Virtual reality participation effectively trains the novice robotic surgeon in basic surgical skills. In a recent RCT, 20 surgical trainees and 20 medical students were randomised to either laparoscopic or robotic training. They performed 6 h of training on the simulator and box trainer, and then the following day performed three surgical tasks on cadavers. Videos were recorded and analysed for time to complete, global rating score and suture errors. The robotic group consistently performed better than the laparoscopic group, with higher scores for each task and fewer suture errors[44]. In the US, where more surgical trainees have proportionately had robotic simulation exposure than the UK and Ireland, over 90% of trainees go on to perform more than 15 general surgical procedures as a console surgeon compared with only 3% of UK trainees[47].
Procedural-specific training has also been shown to be effective. A Dutch pancreatic cancer group was trained using the Pittsburgh five-step technique. In its first 275 cases, it had excellent operative outcomes, with minimal blood loss, a conversion rate of 6.5% and a pancreatic fistula rate of 23.6%[11]. This RPD training protocol has also been safely implemented in Japan[48].

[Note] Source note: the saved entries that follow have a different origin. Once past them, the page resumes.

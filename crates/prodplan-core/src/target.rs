//! 生產目標模型

use chrono::{DateTime, Utc};
use rust_decimal::Decimal;
use serde::{Deserialize, Serialize};

use crate::catalog::EntityRef;
use crate::{PlanError, Result};

/// 目標類型
#[derive(Debug, Clone, PartialEq, Eq, Hash, Serialize, Deserialize)]
pub enum TargetKind {
    /// 成品數量（配方產出的單位）
    RecipeUnits(String),
    /// 批數
    RecipeBatches(String),
    /// 組合數量
    Bundle(String),
}

impl TargetKind {
    /// 目標所指向的目錄實體
    pub fn entity(&self) -> EntityRef {
        match self {
            TargetKind::RecipeUnits(id) | TargetKind::RecipeBatches(id) => {
                EntityRef::Recipe(id.clone())
            }
            TargetKind::Bundle(id) => EntityRef::Bundle(id.clone()),
        }
    }
}

/// 生產目標
#[derive(Debug, Clone, PartialEq, Serialize, Deserialize)]
pub struct Target {
    /// 目標ID
    pub id: String,

    /// 目標類型
    pub kind: TargetKind,

    /// 目標數量
    pub quantity: Decimal,

    /// 最後修改時間
    pub modified_at: DateTime<Utc>,
}

impl Target {
    /// 創建新的目標
    pub fn new(id: &str, kind: TargetKind, quantity: Decimal) -> Self {
        Self {
            id: id.to_string(),
            kind,
            quantity,
            modified_at: Utc::now(),
        }
    }

    /// 成品數量目標
    pub fn units(id: &str, recipe_id: &str, quantity: Decimal) -> Self {
        Self::new(id, TargetKind::RecipeUnits(recipe_id.to_string()), quantity)
    }

    /// 批數目標
    pub fn batches(id: &str, recipe_id: &str, batches: Decimal) -> Self {
        Self::new(id, TargetKind::RecipeBatches(recipe_id.to_string()), batches)
    }

    /// 組合數量目標
    pub fn bundle(id: &str, bundle_id: &str, quantity: Decimal) -> Self {
        Self::new(id, TargetKind::Bundle(bundle_id.to_string()), quantity)
    }

    /// 建構器模式：設置修改時間
    pub fn with_modified_at(mut self, at: DateTime<Utc>) -> Self {
        self.modified_at = at;
        self
    }

    /// 驗證目標數量為正數
    pub fn validate(&self) -> Result<()> {
        if self.quantity <= Decimal::ZERO {
            return Err(PlanError::invalid_quantity(
                &format!("target {} quantity", self.id),
                self.quantity,
            ));
        }
        Ok(())
    }
}

#[cfg(test)]
mod tests {
    use super::*;

    #[test]
    fn test_target_entity() {
        let target = Target::batches("T1", "COOKIE-001", Decimal::from(4));

        assert_eq!(target.kind.entity(), EntityRef::Recipe("COOKIE-001".to_string()));
        assert!(target.validate().is_ok());
    }

    #[test]
    fn test_reject_non_positive_target() {
        let target = Target::bundle("T2", "BOX-001", Decimal::ZERO);

        assert!(matches!(
            target.validate(),
            Err(PlanError::InvalidQuantity { .. })
        ));
    }
}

The Pittsburgh group analysed its RPD cases over a nine-year period, with three phases of surgeons:
Despite these examples, more data are required to address the optimal metric for the assessment of the minimum number of cases needed to accomplish competency and acceptable outcomes. We would advocate routine and regular video assessment of procedures to demonstrate surgical proficiency in addition to patient outcome analysis. Multi-institutional, international registries are good sources of data and participation should be encouraged.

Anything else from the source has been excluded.